The time travel is powerful so that sicentists can send Cole from year x[i] back to year y[i]. Eventually, Cole finds that Goines is the founder of the Army of the Twelve Monkeys, and set out in search of him. When they find and confront him, however, Goines denies any involvement with the viruscan. After that, Cole goes back and tells scientists what he knew. He wants to quit the mission to enjoy life. He wants to go back to the any year before current year, but scientists only allow him to use time travel once. In case of failure, Cole will find at least one route for backup. Please help him to calculate how many years he can go with at least two routes.
Input
The input file contains multiple test cases.

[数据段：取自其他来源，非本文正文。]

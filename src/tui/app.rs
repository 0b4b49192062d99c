//! Main TUI application state machine.
//!
//! Handles:
//! - Input event handling
//! - Submission gating (validate and encode before any model work)
//! - Async load and inference via background worker

use std::io;
use std::sync::Arc;
use std::time::Duration;

use anyhow::Result;
use crossterm::{
    event::{self, DisableMouseCapture, EnableMouseCapture, Event, KeyCode, KeyModifiers},
    execute,
    terminal::{disable_raw_mode, enable_raw_mode, EnterAlternateScreen, LeaveAlternateScreen},
};
use ratatui::{
    backend::CrosstermBackend,
    layout::{Constraint, Direction, Layout},
    Terminal,
};

use crate::adapters::LogisticEngine;
use crate::application::{InvokerState, RiskCalculator};
use crate::config::AppConfig;
use crate::ports::InferenceEngine;
use crate::UpriskError;

use super::ui::{
    form::{render_form, FormState},
    render_disclaimer, render_footer, render_header,
    result::{render_result, ResultState},
};
use super::worker::{InferenceProgress, InferenceWorker, InferenceWorkerHandle};

/// Main application state
pub struct App<E: InferenceEngine + 'static = LogisticEngine> {
    /// Whether the app should quit
    should_quit: bool,

    /// Prediction pipeline, shared with the background worker
    calculator: Arc<RiskCalculator<E>>,

    form_state: FormState,

    result_state: ResultState,

    /// Pending inference worker (if running)
    pending_worker: Option<InferenceWorkerHandle>,
}

impl App<LogisticEngine> {
    /// Create the application with the bundled logistic engine.
    ///
    /// The model is not touched here; it is loaded on the first submission.
    #[must_use]
    pub fn new(config: &AppConfig) -> Self {
        tracing::info!(
            model = %config.model_path.display(),
            mode = %config.encoding_mode,
            "Calculator configured"
        );
        Self::with_calculator(Arc::new(RiskCalculator::from_config(
            LogisticEngine::new(),
            config,
        )))
    }
}

impl<E: InferenceEngine + 'static> App<E> {
    /// Create application with an injected calculator (Composition Root pattern).
    pub fn with_calculator(calculator: Arc<RiskCalculator<E>>) -> Self {
        Self {
            should_quit: false,
            calculator,
            form_state: FormState::default(),
            result_state: ResultState::default(),
            pending_worker: None,
        }
    }

    /// Run the main application loop.
    ///
    /// # Errors
    /// Returns error if terminal operations fail.
    pub fn run(&mut self) -> Result<()> {
        enable_raw_mode()?;
        let mut stdout = io::stdout();
        execute!(stdout, EnterAlternateScreen, EnableMouseCapture)?;
        let backend = CrosstermBackend::new(stdout);
        let mut terminal = Terminal::new(backend)?;

        let result = self.main_loop(&mut terminal);

        // Restore terminal
        disable_raw_mode()?;
        execute!(
            terminal.backend_mut(),
            LeaveAlternateScreen,
            DisableMouseCapture
        )?;
        terminal.show_cursor()?;

        // Never leave entered values behind.
        self.form_state.clear_sensitive();

        result
    }

    fn main_loop(&mut self, terminal: &mut Terminal<CrosstermBackend<io::Stdout>>) -> Result<()> {
        loop {
            self.poll_worker();

            terminal.draw(|f| {
                let chunks = Layout::default()
                    .direction(Direction::Vertical)
                    .constraints([
                        Constraint::Length(2), // Header
                        Constraint::Min(0),    // Form
                        Constraint::Length(4), // Result
                        Constraint::Length(3), // Footer
                        Constraint::Length(3), // Disclaimer
                    ])
                    .split(f.area());

                render_header(
                    f,
                    chunks[0],
                    self.calculator.model_state(),
                    self.calculator.encoding_mode(),
                );
                render_form(f, chunks[1], &self.form_state);
                render_result(f, chunks[2], &self.result_state);
                render_footer(f, chunks[3], self.form_state.message.as_deref());
                render_disclaimer(f, chunks[4]);
            })?;

            // Handle input (short poll to stay responsive)
            if event::poll(Duration::from_millis(50))? {
                if let Event::Key(key) = event::read()? {
                    self.handle_key(key.code, key.modifiers);
                }
            }

            if self.should_quit {
                break;
            }
        }

        Ok(())
    }

    /// Poll the background worker for progress updates.
    fn poll_worker(&mut self) {
        while let Some(progress) = self
            .pending_worker
            .as_ref()
            .and_then(InferenceWorkerHandle::try_recv)
        {
            match progress {
                InferenceProgress::Loading => self.result_state = ResultState::Loading,
                InferenceProgress::Running => self.result_state = ResultState::Running,
                InferenceProgress::Complete(prediction) => {
                    self.result_state = ResultState::Complete { prediction };
                    self.pending_worker = None;
                    // The record was consumed by this run; start the next one empty.
                    self.form_state.clear_sensitive();
                }
                InferenceProgress::Error(message) => {
                    // No number is shown for a failed run; the reason goes to the footer.
                    self.result_state = ResultState::Idle;
                    self.form_state.message = Some(format!("No result: {message}"));
                    self.pending_worker = None;
                }
            }
        }
    }

    fn handle_key(&mut self, key: KeyCode, modifiers: KeyModifiers) {
        if key == KeyCode::Char('q') && modifiers.contains(KeyModifiers::CONTROL) {
            self.should_quit = true;
            return;
        }

        match key {
            KeyCode::Esc => self.should_quit = true,
            KeyCode::Up | KeyCode::BackTab => self.form_state.prev_field(),
            KeyCode::Down | KeyCode::Tab => self.form_state.next_field(),
            KeyCode::Left => self.form_state.prev_option(),
            KeyCode::Right => self.form_state.next_option(),
            KeyCode::Char('s') | KeyCode::Char('S') => self.form_state.load_sample_data(),
            KeyCode::Char('n') | KeyCode::Char('N') => self.new_form(),
            KeyCode::Char(c) => self.form_state.input_char(c),
            KeyCode::Backspace => self.form_state.delete_char(),
            KeyCode::Delete => self.form_state.clear_field(),
            KeyCode::Enter => self.submit_form(),
            _ => {}
        }
    }

    fn new_form(&mut self) {
        self.form_state.clear_sensitive();
        if self.pending_worker.is_none() {
            self.result_state = ResultState::Idle;
        }
    }

    /// Validate and encode synchronously, then hand the encoded inputs to a worker.
    fn submit_form(&mut self) {
        if self.pending_worker.is_some() {
            self.form_state.message = Some("A prediction is already running".to_string());
            return;
        }

        let mut record = self.form_state.to_record();
        let prepared = self.calculator.prepare(&record);
        record.reset();

        let inputs = match prepared {
            Ok(inputs) => inputs,
            Err(UpriskError::Validation(errors)) => {
                let keys: Vec<&str> = errors.keys().collect();
                tracing::debug!(fields = ?keys, "Submission rejected by validation");
                self.form_state.apply_errors(&errors);
                return;
            }
            Err(e) => {
                tracing::warn!("Submission could not be encoded: {}", e);
                self.form_state.message = Some(e.to_string());
                return;
            }
        };

        // A resubmission is the user's explicit retry of a failed load.
        if self.calculator.model_state() == InvokerState::Failed {
            self.calculator.reset_failed_load();
        }

        self.result_state = if self.calculator.model_state() == InvokerState::Ready {
            ResultState::Running
        } else {
            ResultState::Loading
        };
        self.form_state.message = None;
        self.pending_worker = Some(InferenceWorker::spawn(Arc::clone(&self.calculator), inputs));
    }
}

#[cfg(test)]
mod tests {
    use super::*;
    use crate::application::MockEngine;
    use crate::domain::{EncodingMode, FIELD_COUNT};
    use crate::ports::{EngineError, InferenceSession};
    use std::path::Path;
    use std::sync::atomic::{AtomicUsize, Ordering};
    use std::time::Instant;

    /// Engine whose load panics, taking the worker thread down with it.
    #[derive(Default)]
    struct PanickingEngine {
        loads: Arc<AtomicUsize>,
    }

    impl InferenceEngine for PanickingEngine {
        fn load(&self, _location: &Path) -> Result<Arc<dyn InferenceSession>, EngineError> {
            self.loads.fetch_add(1, Ordering::SeqCst);
            panic!("engine crashed while loading");
        }
    }

    fn app_with<E: InferenceEngine + 'static>(engine: E) -> App<E> {
        App::with_calculator(Arc::new(RiskCalculator::new(
            engine,
            "model.json",
            EncodingMode::Lenient,
        )))
    }

    fn wait_for_worker<E: InferenceEngine + 'static>(app: &mut App<E>) {
        let deadline = Instant::now() + Duration::from_secs(5);
        while app.pending_worker.is_some() && Instant::now() < deadline {
            app.poll_worker();
            std::thread::sleep(Duration::from_millis(5));
        }
        assert!(app.pending_worker.is_none(), "worker did not finish");
    }

    #[test]
    fn test_invalid_submission_never_reaches_model() {
        let engine = MockEngine::returning(vec![0.73, 0.27]);
        let loads = Arc::clone(&engine.loads);
        let mut app = app_with(engine);

        app.handle_key(KeyCode::Enter, KeyModifiers::NONE);

        assert!(app.pending_worker.is_none());
        assert_eq!(app.form_state.errors.len(), FIELD_COUNT);
        assert!(matches!(app.result_state, ResultState::Idle));
        assert_eq!(loads.load(Ordering::SeqCst), 0);
    }

    #[test]
    fn test_submission_shows_result_and_clears_form() {
        let mut app = app_with(MockEngine::returning(vec![0.73, 0.27]));
        app.handle_key(KeyCode::Char('s'), KeyModifiers::NONE);
        app.handle_key(KeyCode::Enter, KeyModifiers::NONE);
        assert!(app.result_state.is_busy());

        wait_for_worker(&mut app);

        assert_eq!(app.result_state.line_text(), "Predicted Risk: 27%");
        assert_eq!(app.form_state.to_record().unset_count(), FIELD_COUNT);
    }

    #[test]
    fn test_second_submission_rejected_while_running() {
        let mut engine = MockEngine::returning(vec![0.5, 0.5]);
        engine.delay = Duration::from_millis(200);
        let loads = Arc::clone(&engine.loads);
        let mut app = app_with(engine);

        app.handle_key(KeyCode::Char('s'), KeyModifiers::NONE);
        app.handle_key(KeyCode::Enter, KeyModifiers::NONE);
        app.handle_key(KeyCode::Enter, KeyModifiers::NONE);
        assert_eq!(
            app.form_state.message.as_deref(),
            Some("A prediction is already running")
        );

        wait_for_worker(&mut app);
        assert_eq!(loads.load(Ordering::SeqCst), 1);
    }

    #[test]
    fn test_failed_load_shows_no_number_and_resubmit_retries() {
        let engine = MockEngine::returning(vec![0.73, 0.27]);
        engine.fail.store(true, Ordering::SeqCst);
        let fail = Arc::clone(&engine.fail);
        let mut app = app_with(engine);

        app.handle_key(KeyCode::Char('s'), KeyModifiers::NONE);
        app.handle_key(KeyCode::Enter, KeyModifiers::NONE);
        wait_for_worker(&mut app);

        assert!(matches!(app.result_state, ResultState::Idle));
        assert_eq!(app.result_state.line_text(), "");
        let message = app.form_state.message.clone().unwrap_or_default();
        assert!(message.starts_with("No result:"), "footer was {message:?}");
        assert!(!message.contains('%'));
        assert_eq!(app.calculator.model_state(), InvokerState::Failed);
        // Values are kept so the user can resubmit.
        assert_eq!(app.form_state.to_record().unset_count(), 0);

        fail.store(false, Ordering::SeqCst);
        app.handle_key(KeyCode::Enter, KeyModifiers::NONE);
        wait_for_worker(&mut app);
        assert_eq!(app.result_state.line_text(), "Predicted Risk: 27%");
    }

    #[test]
    fn test_worker_panic_releases_submission() {
        let engine = PanickingEngine::default();
        let loads = Arc::clone(&engine.loads);
        let mut app = app_with(engine);

        app.handle_key(KeyCode::Char('s'), KeyModifiers::NONE);
        app.handle_key(KeyCode::Enter, KeyModifiers::NONE);
        wait_for_worker(&mut app);

        assert!(!app.result_state.is_busy());
        assert_eq!(app.result_state.line_text(), "");
        assert!(app
            .form_state
            .message
            .as_deref()
            .is_some_and(|m| m.starts_with("No result:")));
        assert_eq!(app.calculator.model_state(), InvokerState::Failed);

        // The next submission is accepted and retries the load.
        app.handle_key(KeyCode::Enter, KeyModifiers::NONE);
        assert!(app.pending_worker.is_some());
        assert!(app.form_state.message.is_none());
        wait_for_worker(&mut app);
        assert_eq!(loads.load(Ordering::SeqCst), 2);
    }

    #[test]
    fn test_quit_keys() {
        let mut app = app_with(MockEngine::returning(vec![0.5, 0.5]));
        app.handle_key(KeyCode::Char('q'), KeyModifiers::CONTROL);
        assert!(app.should_quit);

        let mut app = app_with(MockEngine::returning(vec![0.5, 0.5]));
        app.handle_key(KeyCode::Esc, KeyModifiers::NONE);
        assert!(app.should_quit);
    }
}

The first line contains three integers n,m,q(1≤ n ≤ 50000, 1≤ m ≤ 50000, 1≤ q ≤ 50000), indicating the maximum year, the number of time travel path and the number of queries.
The following m lines contains two integers x,y(1≤ y ≤ x ≤ 50000) indicating Cole can travel from year x to year y.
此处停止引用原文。